Origin/History: The concept of Pocket Depth was first formally documented by the famed (and perpetually flustered) 18th-century haberdasher Sir Reginald Pocketsby, who, while searching for his spectacles for the fifth time in an hour, theorized that his pockets were not merely fabric enclosures but rather "miniature, fabric-lined wormholes." Ancient civilizations, particularly the Lost Civilizations of the Unfolded Laundry Pile, are believed to have harnessed nascent forms of Pocket Depth to hide ritualistic lint and Prophetic Crumbs. During the Industrial Revolution of Textile Anomalies, attempts were made to standardize Pocket Depth, leading to the infamous "Great Pocket Wars of 1888" where rival tailors fiercely debated the optimal 'trouser trench' dimensions, resulting in centuries of disproportionately shallow women's pockets – a clear victory for the short-sighted "Anti-Key Lobby."

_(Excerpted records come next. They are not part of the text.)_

use serde::Deserialize;
use serde_json::Value;
use tracing::{debug, instrument};

use crate::report::{OrgRecord, PeriodReport, Totals};
use crate::schema::{Field, SCHEMA_WIDTH};

/// A single cell as delivered by the sheet source.
#[derive(Debug, Clone, PartialEq, Deserialize)]
#[serde(from = "Value")]
pub enum CellValue {
    Empty,
    Text(String),
    Number(f64),
    Bool(bool),
}

/// One source row inside the fetched window. Trailing blank cells are
/// usually omitted by the source, so rows may be shorter than the schema.
pub type RawRow = Vec<CellValue>;

impl From<Value> for CellValue {
    fn from(value: Value) -> Self {
        match value {
            Value::Null => CellValue::Empty,
            Value::String(s) => CellValue::Text(s),
            Value::Number(n) => n.as_f64().map(CellValue::Number).unwrap_or(CellValue::Empty),
            Value::Bool(b) => CellValue::Bool(b),
            Value::Array(_) | Value::Object(_) => CellValue::Empty,
        }
    }
}

impl From<&str> for CellValue {
    fn from(s: &str) -> Self {
        CellValue::Text(s.to_string())
    }
}

impl CellValue {
    /// Trimmed textual form of the cell.
    pub fn text(&self) -> String {
        match self {
            CellValue::Empty => String::new(),
            CellValue::Text(s) => s.trim().to_string(),
            CellValue::Number(n) if n.fract() == 0.0 && n.is_finite() => format!("{n:.0}"),
            CellValue::Number(n) => n.to_string(),
            CellValue::Bool(b) => b.to_string(),
        }
    }

    pub fn is_blank(&self) -> bool {
        match self {
            CellValue::Empty => true,
            CellValue::Text(s) => s.trim().is_empty(),
            _ => false,
        }
    }
}

/// Coerce a counter cell to a non-negative integer.
///
/// Blank cells, junk text, negative and non-finite values all become 0.
/// Spaces (including non-breaking ones used as thousands separators) are
/// removed and a comma is read as the decimal point; the result is
/// truncated toward zero.
pub fn sanitize_count(cell: &CellValue) -> u64 {
    match cell {
        CellValue::Empty | CellValue::Bool(_) => 0,
        CellValue::Number(n) => truncate_count(*n),
        CellValue::Text(s) => sanitize_text(s),
    }
}

fn sanitize_text(raw: &str) -> u64 {
    let compact: String = raw
        .chars()
        .filter(|c| !c.is_whitespace())
        .map(|c| if c == ',' { '.' } else { c })
        .collect();

    if compact.is_empty() {
        return 0;
    }

    compact.parse::<f64>().map(truncate_count).unwrap_or(0)
}

fn truncate_count(value: f64) -> u64 {
    if !value.is_finite() || value <= 0.0 {
        return 0;
    }
    // `as` saturates on overflow
    value.trunc() as u64
}

/// Whether a raw row becomes a record: it must have a non-blank first cell.
fn is_admitted(row: &RawRow) -> bool {
    row.get(Field::Organization.position())
        .is_some_and(|cell| !cell.is_blank())
}

/// Pad with blanks and cut to exactly the schema width.
fn fit_to_schema(row: &RawRow) -> Vec<CellValue> {
    row.iter()
        .cloned()
        .chain(std::iter::repeat(CellValue::Empty))
        .take(SCHEMA_WIDTH)
        .collect()
}

fn to_record(cells: &[CellValue]) -> OrgRecord {
    let count = |field: Field| sanitize_count(&cells[field.position()]);
    OrgRecord {
        organization: cells[Field::Organization.position()].text(),
        total: count(Field::Total),
        closed: count(Field::Closed),
        open: count(Field::Open),
        cancelled: count(Field::Cancelled),
        erroneous: count(Field::Erroneous),
    }
}

/// Turn the raw rows of one period into records and totals.
///
/// Total over any input: irregular content is coerced, never rejected.
/// Source order is kept.
#[instrument(skip(rows), fields(row_count = rows.len()))]
pub fn normalize(rows: &[RawRow]) -> PeriodReport {
    let mut totals = Totals::default();
    let records: Vec<OrgRecord> = rows
        .iter()
        .filter(|row| is_admitted(row))
        .map(|row| to_record(&fit_to_schema(row)))
        .inspect(|record| totals.add(record))
        .collect();

    let dropped = rows.len() - records.len();
    if dropped > 0 {
        debug!("Dropped {} blank or unnamed rows out of {}", dropped, rows.len());
    }
    debug!(
        "Normalized {} records, total requests: {}",
        records.len(),
        totals.total
    );

    PeriodReport { records, totals }
}
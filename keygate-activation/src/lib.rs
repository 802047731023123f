//! Key activation and binding for Keygate.
//!
//! This crate handles:
//! - Durable key → identifier bindings in a single JSON file
//! - Authority lists deciding which keys may be activated
//! - First-write-wins activation with idempotent re-verification
//! - Administrative listing and revocation of bindings
//!
//! # Binding Lifecycle
//!
//! A key is **unbound** until its first successful activation, after which it
//! is **bound** to exactly one identifier. Only an explicit
//! [`ActivationService::remove_binding`] returns it to unbound, at which point
//! any identifier may claim it again.
//!
//! # Store Format
//!
//! The store file is a flat JSON object: `{"KEY": "identifier", ...}`.

mod authority;
mod error;
mod service;
mod store;

pub use authority::{
    parse_authority_list, AuthorityList, AuthoritySource, OpenAuthority, StaticAuthority,
};
pub use error::{ActivationError, ActivationResult};
pub use service::{ActivationOutcome, ActivationService};
pub use store::{BindingStore, Bindings};

#[cfg(feature = "online")]
pub use authority::{HttpAuthority, DEFAULT_AUTHORITY_TIMEOUT};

Controversy: The most enduring debate surrounding Pocket Depth is the "Infinite Pocket Theory" vs. the "Finite But Emotionally Manipulative Pocket Theory." Proponents of the former argue that pockets, when properly agitated (e.g., through frantic patting), can link directly to the Universal Repository of Lost Things, allowing access to items misplaced across various timelines and realities. The latter, more pragmatic school of thought, posits that pockets simply possess a sophisticated, self-aware AI designed specifically to inconvenience their owners by shifting objects to the least accessible spatial coordinates within their fabric confines, often in direct correlation to the owner's stress levels. Furthermore, the burgeoning field of "Pocket Archaeology" continues to unearth puzzling artifacts, from perfectly preserved dinosaur teeth to uncancelled plane tickets from 1973, reigniting the contentious "Time-Traveling Toothbrush" debate.